The first answer I reach is: I do not know that God does let every possible baneful consequence from my actions affect other people. On the contrary: I know I find myself thanking Him, that by providential circumstance other people have been spared from suffering which might have followed from some sin of mine.

This does not, by itself, provide a solution to my question, for if even one minor suffering of a victim resulted from a whole history of (otherwise silent) human sinning, then the question of why God would allow such an effect would remain viable. Yet I do find it to be of some comfort to recognize, from my own experience, that other people are sometimes (or even often) spared from the results of my sins.

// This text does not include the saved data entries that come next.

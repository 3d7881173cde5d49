//! Contrastive clause detection.
//!
//! Finds the first standalone "but" in a text, case-insensitively, and splits
//! the text around it. The scorer weights the clause after "but" more heavily
//! than the clause before it.

use memchr::memchr2_iter;

use crate::analyzer::tokenizer::is_word_char;

/// Weight of the clause before "but".
pub const FIRST_CLAUSE_WEIGHT: f64 = 0.5;

/// Weight of the clause after "but".
pub const SECOND_CLAUSE_WEIGHT: f64 = 1.5;

/// A text split at its first contrastive "but".
#[derive(Debug, Clone, Copy, PartialEq, Eq)]
pub struct ContrastiveSplit<'a> {
    /// Text before "but", trimmed. May be empty.
    pub first: &'a str,
    /// Text after "but", trimmed. May be empty.
    pub second: &'a str,
}

impl ContrastiveSplit<'_> {
    /// Combines the two clause scores with the fixed clause weights.
    #[inline(always)]
    pub fn combine(score_first: f64, score_second: f64) -> f64 {
        FIRST_CLAUSE_WEIGHT * score_first + SECOND_CLAUSE_WEIGHT * score_second
    }
}

/// Splits `text` at the first standalone "but".
///
/// "but" must be bounded by non-word characters or the ends of the text, so
/// `"butter"` and `"rebut"` never split. Returns `None` when no such word
/// exists.
///
/// # Example
///
/// ```
/// use sentio_core::analyzer::contrastive::split_contrastive;
///
/// let split = split_contrastive("It was okay, BUT the ending was great").unwrap();
/// assert_eq!(split.first, "It was okay,");
/// assert_eq!(split.second, "the ending was great");
/// ```
pub fn split_contrastive(text: &str) -> Option<ContrastiveSplit<'_>> {
    let bytes = text.as_bytes();

    for pos in memchr2_iter(b'b', b'B', bytes) {
        let end = pos + 3;
        if end > bytes.len() {
            break;
        }
        if !bytes[pos + 1].eq_ignore_ascii_case(&b'u') || !bytes[pos + 2].eq_ignore_ascii_case(&b't')
        {
            continue;
        }

        // `pos` and `end` sit next to ASCII bytes, so both are char boundaries.
        let bounded_before = text[..pos].chars().next_back().is_none_or(|c| !is_word_char(c));
        let bounded_after = text[end..].chars().next().is_none_or(|c| !is_word_char(c));

        if bounded_before && bounded_after {
            return Some(ContrastiveSplit {
                first: text[..pos].trim(),
                second: text[end..].trim(),
            });
        }
    }

    None
}
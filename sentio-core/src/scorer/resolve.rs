//! Modifier resolution: the single pass over a clause's tokens.
//!
//! At each cursor position, in priority order:
//! 1. a lexicon phrase of two or more words starting at the first word at or
//!    after the cursor
//! 2. an emoji run (never negated, never caps-boosted)
//! 3. a punctuation run (skipped; emphasis is counted from raw text)
//! 4. a negation trigger (arms [`Mode::NegationPending`])
//! 5. an intensifier (scales the next lexicon word within the lookahead)
//! 6. a single lexicon word, or a neutral token

use tracing::trace;

use crate::analyzer::casefold::is_shouted;
use crate::analyzer::phrase::PhraseMatcher;
use crate::analyzer::tokenizer::{Token, TokenKind};
use crate::scorer::types::{Scorer, INTENSIFIER_LOOKAHEAD};

/// Negation state carried between tokens.
#[derive(Debug, Clone, Copy, PartialEq, Eq, Default)]
pub enum Mode {
    /// No negation pending.
    #[default]
    Idle,
    /// The next resolved lexicon value flips sign.
    NegationPending,
}

/// Per-call accumulator for one clause.
#[derive(Debug, Clone, Copy, PartialEq, Default)]
pub struct ScanState {
    /// Running signed sum of contributions.
    pub raw: f64,
    /// Sum of positive contributions.
    pub pos: f64,
    /// Sum of the magnitudes of negative contributions.
    pub neg: f64,
    /// Word (or unknown emoji) tokens that carried no sentiment.
    pub neutral_count: u32,
    /// Negation state at the end of the pass.
    pub mode: Mode,
}

impl ScanState {
    /// Flips `value` if a negation is pending, consuming it.
    #[inline(always)]
    fn negate_pending(&mut self, value: f64) -> f64 {
        match self.mode {
            Mode::Idle => value,
            Mode::NegationPending => {
                self.mode = Mode::Idle;
                -value
            }
        }
    }

    #[inline(always)]
    fn accumulate(&mut self, value: f64) {
        self.raw += value;
        if value > 0.0 {
            self.pos += value;
        } else {
            self.neg -= value;
        }
    }
}

/// Scratch buffers reused across the tokens of one pass.
#[derive(Default)]
struct Scratch {
    phrase: String,
    word: String,
}

impl Scorer {
    /// Resolves a token stream into raw, positive and negative sums.
    ///
    /// No emphasis boost is applied here; see [`Scorer::clause_score`].
    pub fn resolve(&self, tokens: &[Token<'_>]) -> ScanState {
        let matcher = PhraseMatcher::new(self.tables.lexicon(), self.params.max_phrase_len);
        let mut state = ScanState::default();
        let mut scratch = Scratch::default();
        let mut cursor = 0usize;

        while cursor < tokens.len() {
            cursor += self.step(&matcher, tokens, cursor, &mut state, &mut scratch);
        }

        state
    }

    /// Resolves the token at `cursor` and returns how many tokens it consumed.
    fn step(
        &self,
        matcher: &PhraseMatcher<'_>,
        tokens: &[Token<'_>],
        cursor: usize,
        state: &mut ScanState,
        scratch: &mut Scratch,
    ) -> usize {
        let token = tokens[cursor];

        // A phrase span may open on emoji or punctuation; those tokens are
        // consumed with it.
        if let Some(hit) = matcher.match_at(tokens, cursor, &mut scratch.phrase) {
            let value = state.negate_pending(hit.value);
            trace!(phrase = hit.phrase, value, "phrase");
            state.accumulate(value);
            return hit.consumed;
        }

        match token.kind {
            TokenKind::Word => {}
            TokenKind::Emoji => {
                match self.tables.emoji_run(token.text) {
                    Some(value) => {
                        trace!(emoji = token.text, value, "emoji");
                        state.accumulate(value);
                    }
                    None => state.neutral_count += 1,
                }
                return 1;
            }
            TokenKind::Punct => return 1,
        }

        self.folder.fold_into(token.text, &mut scratch.word);

        if self.tables.is_negation(&scratch.word) {
            state.mode = Mode::NegationPending;
            return 1;
        }

        if let Some(multiplier) = self.tables.intensifier(&scratch.word) {
            return self.intensify(tokens, cursor, multiplier, state, &mut scratch.word);
        }

        match self.tables.lexicon().get(&scratch.word) {
            Some(value) => {
                let value = state.negate_pending(self.emphasize(token.text, value));
                trace!(word = token.text, value, "word");
                state.accumulate(value);
            }
            None => state.neutral_count += 1,
        }

        1
    }

    /// Applies an intensifier at `cursor` to the first lexicon word within
    /// the lookahead window.
    ///
    /// Tokens between the intensifier and its target are skipped. Without a
    /// target, only the intensifier is consumed and a pending negation stays
    /// armed.
    fn intensify(
        &self,
        tokens: &[Token<'_>],
        cursor: usize,
        multiplier: f64,
        state: &mut ScanState,
        word: &mut String,
    ) -> usize {
        let last = (cursor + INTENSIFIER_LOOKAHEAD).min(tokens.len() - 1);

        for target in cursor + 1..=last {
            let token = tokens[target];
            self.folder.fold_into(token.text, word);

            if let Some(value) = self.tables.lexicon().get(word) {
                let value = state.negate_pending(self.emphasize(token.text, value * multiplier));
                trace!(word = token.text, multiplier, value, "intensified");
                state.accumulate(value);
                return target - cursor + 1;
            }
        }

        1
    }

    /// Multiplies shouted tokens by the caps factor.
    #[inline(always)]
    fn emphasize(&self, text: &str, value: f64) -> f64 {
        if is_shouted(text) {
            value * self.params.caps_factor
        } else {
            value
        }
    }
}

#[cfg(test)]
mod tests {
    use super::*;
    use crate::analyzer::tokenizer::Tokenizer;
    use crate::lexicon::TablesBuilder;
    use sentio_types::ScoringParams;

    fn scorer() -> Scorer {
        let tables = TablesBuilder::new()
            .word("good", 2.0)
            .word("bad", -2.0)
            .intensifier("very", 1.5)
            .intensifier("slightly", 0.8)
            .negation("not")
            .emoji("😊", 2.0)
            .emoji("😭", -3.0)
            .build()
            .unwrap();
        Scorer::with_tables(tables, ScoringParams::default()).unwrap()
    }

    fn resolve(text: &str) -> ScanState {
        scorer().resolve(&Tokenizer::new().tokens(text))
    }

    #[test]
    fn single_word() {
        let s = resolve("good");
        assert_eq!(s.raw, 2.0);
        assert_eq!(s.pos, 2.0);
        assert_eq!(s.neg, 0.0);
        assert_eq!(s.neutral_count, 0);
    }

    #[test]
    fn unknown_words_are_neutral() {
        let s = resolve("the cat sat");
        assert_eq!(s.raw, 0.0);
        assert_eq!(s.neutral_count, 3);
    }

    #[test]
    fn negation_flips_once() {
        let s = resolve("not good good");
        assert_eq!(s.raw, 0.0);
        assert_eq!(s.pos, 2.0);
        assert_eq!(s.neg, 2.0);
        assert_eq!(s.mode, Mode::Idle);
    }

    #[test]
    fn negation_does_not_count_as_neutral() {
        let s = resolve("not");
        assert_eq!(s.neutral_count, 0);
        assert_eq!(s.mode, Mode::NegationPending);
    }

    #[test]
    fn negation_survives_unknown_words() {
        let s = resolve("not the movie was good");
        assert_eq!(s.raw, -2.0);
        assert_eq!(s.neutral_count, 3);
    }

    #[test]
    fn double_negation_is_one_pending_flag() {
        assert_eq!(resolve("not not good").raw, -2.0);
    }

    #[test]
    fn caps_emphasis() {
        assert_eq!(resolve("GOOD").raw, 3.0);
        assert_eq!(resolve("Good").raw, 2.0);
    }

    #[test]
    fn caps_then_negation() {
        assert_eq!(resolve("not GOOD").raw, -3.0);
    }

    #[test]
    fn intensifier_scales_next_word() {
        assert_eq!(resolve("very good").raw, 3.0);
        assert_eq!(resolve("slightly bad").raw, -1.6);
    }

    #[test]
    fn intensifier_composes_with_caps() {
        assert_eq!(resolve("very GOOD").raw, 4.5);
    }

    #[test]
    fn intensifier_looks_two_tokens_ahead() {
        let s = resolve("very much good");
        assert_eq!(s.raw, 3.0);
        // "much" is skipped, not counted
        assert_eq!(s.neutral_count, 0);
    }

    #[test]
    fn intensifier_gives_up_after_lookahead() {
        let s = resolve("very much so good");
        assert_eq!(s.raw, 2.0);
        assert_eq!(s.neutral_count, 2);
    }

    #[test]
    fn intensifier_at_end_is_ignored() {
        let s = resolve("good very");
        assert_eq!(s.raw, 2.0);
        assert_eq!(s.neutral_count, 0);
    }

    #[test]
    fn stacked_intensifiers_use_the_first() {
        assert_eq!(resolve("very very good").raw, 3.0);
    }

    #[test]
    fn intensifier_consumes_pending_negation() {
        let s = resolve("not very good");
        assert_eq!(s.raw, -3.0);
        assert_eq!(s.mode, Mode::Idle);
    }

    #[test]
    fn failed_intensifier_keeps_negation() {
        let s = resolve("not very the cat good");
        assert_eq!(s.raw, -2.0);
    }

    #[test]
    fn emoji_is_not_negated() {
        let s = resolve("not 😊 good");
        assert_eq!(s.pos, 2.0);
        assert_eq!(s.neg, 2.0);
        assert_eq!(s.raw, 0.0);
    }

    #[test]
    fn emoji_run_sums_glyphs() {
        assert_eq!(resolve("😭😭").raw, -6.0);
    }

    #[test]
    fn unknown_emoji_is_neutral() {
        let s = resolve("🚀");
        assert_eq!(s.raw, 0.0);
        assert_eq!(s.neutral_count, 1);
    }

    #[test]
    fn punctuation_is_skipped() {
        let s = resolve("good !!! ... ??");
        assert_eq!(s.raw, 2.0);
        assert_eq!(s.neutral_count, 0);
    }

    #[test]
    fn phrase_takes_precedence_over_negation() {
        let tables = TablesBuilder::new()
            .word("good", 2.0)
            .word("not good", -2.5)
            .negation("not")
            .build()
            .unwrap();
        let scorer = Scorer::with_tables(tables, ScoringParams::default()).unwrap();
        let s = scorer.resolve(&Tokenizer::new().tokens("not good"));
        assert_eq!(s.raw, -2.5);
    }

    #[test]
    fn pending_negation_flips_phrase() {
        let tables = TablesBuilder::new()
            .word("waste of time", -3.0)
            .negation("never")
            .build()
            .unwrap();
        let scorer = Scorer::with_tables(tables, ScoringParams::default()).unwrap();
        let s = scorer.resolve(&Tokenizer::new().tokens("never a waste of time"));
        assert_eq!(s.raw, 3.0);
        assert_eq!(s.neutral_count, 1);
    }

    #[test]
    fn phrase_is_not_caps_boosted() {
        let tables = TablesBuilder::new()
            .word("well done", 2.5)
            .build()
            .unwrap();
        let scorer = Scorer::with_tables(tables, ScoringParams::default()).unwrap();
        let s = scorer.resolve(&Tokenizer::new().tokens("WELL DONE"));
        assert_eq!(s.raw, 2.5);
    }

    #[test]
    fn phrase_wins_over_intensifier() {
        let tables = TablesBuilder::new()
            .word("good", 2.0)
            .word("very good", 2.2)
            .intensifier("very", 1.5)
            .build()
            .unwrap();
        let scorer = Scorer::with_tables(tables, ScoringParams::default()).unwrap();
        let s = scorer.resolve(&Tokenizer::new().tokens("very good"));
        assert_eq!(s.raw, 2.2);
    }

    #[test]
    fn phrase_span_swallows_leading_emoji() {
        let scorer = Scorer::new();
        let s = scorer.resolve(&Tokenizer::new().tokens("😍 not bad"));
        assert_eq!(s.raw, 1.5);
        assert_eq!(s.pos, 1.5);

        let s = scorer.resolve(&Tokenizer::new().tokens("🚀 not bad"));
        assert_eq!(s.raw, 1.5);
        assert_eq!(s.neutral_count, 0);
    }

    #[test]
    fn phrase_span_swallows_leading_punctuation() {
        let s = Scorer::new().resolve(&Tokenizer::new().tokens("... waste of time"));
        assert_eq!(s.raw, -3.0);
        assert_eq!(s.neutral_count, 0);
    }

    #[test]
    fn emoji_before_a_plain_word_is_scored() {
        let s = Scorer::new().resolve(&Tokenizer::new().tokens("😍 good"));
        assert_eq!(s.raw, 5.0);
    }

    #[test]
    fn empty_stream() {
        assert_eq!(resolve(""), ScanState::default());
    }
}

I next notice, that such consequential suffering depends not only on God's permission, but also on the characteristics of Nature. You and I live together within an essentially neutral playing-field; indeed, I concluded many chapters ago that such a field is in fact necessary, given your and my existences as people. Nature, as it is, exists by the will and power of God; and God retains the capability of introducing effects into Nature.

But I also concluded that there would need to be some self-limitation on God's part, to how far He would act within Nature. If God manipulates me totally, then I am only a sort of sock-puppet, and not a true creature. If God does not let Nature be Nature, then by tautology Nature is not Nature. Yet Nature (not necessarily this Nature, perhaps, but some Nature) is necessary for you and I to be as we are. God can only introduce effects 'into' Nature by usually letting Nature be itself. And as a creation of God, self-consistent to its own derivative degree, Nature exhibits cause-and-effect relationships. These can be modified by God, up to and including the annihilation of Nature to any extent; but so long as God intends Nature to be Nature and to serve His purposes (including the purposes related to you and I as derivative individual people), then God will, by His own choice, only modify Nature's behavior to some degree.

I repeat: by itself this conclusion does not solve the problem I am now considering. It could only do that if I knew (which I do not) that God's negation of any external effects from my sinful choices would require such a massive uprooting of Nature on His part, that Nature effectively (or usefully) would cease to exist. For what it is worth, I do think it likely that given today's situation--the situation of human intransigence that has existed for all our recorded history--God would be unable to stop all pernicious results of all our sins without simultaneously unraveling the portion of space-time our species currently inhabits.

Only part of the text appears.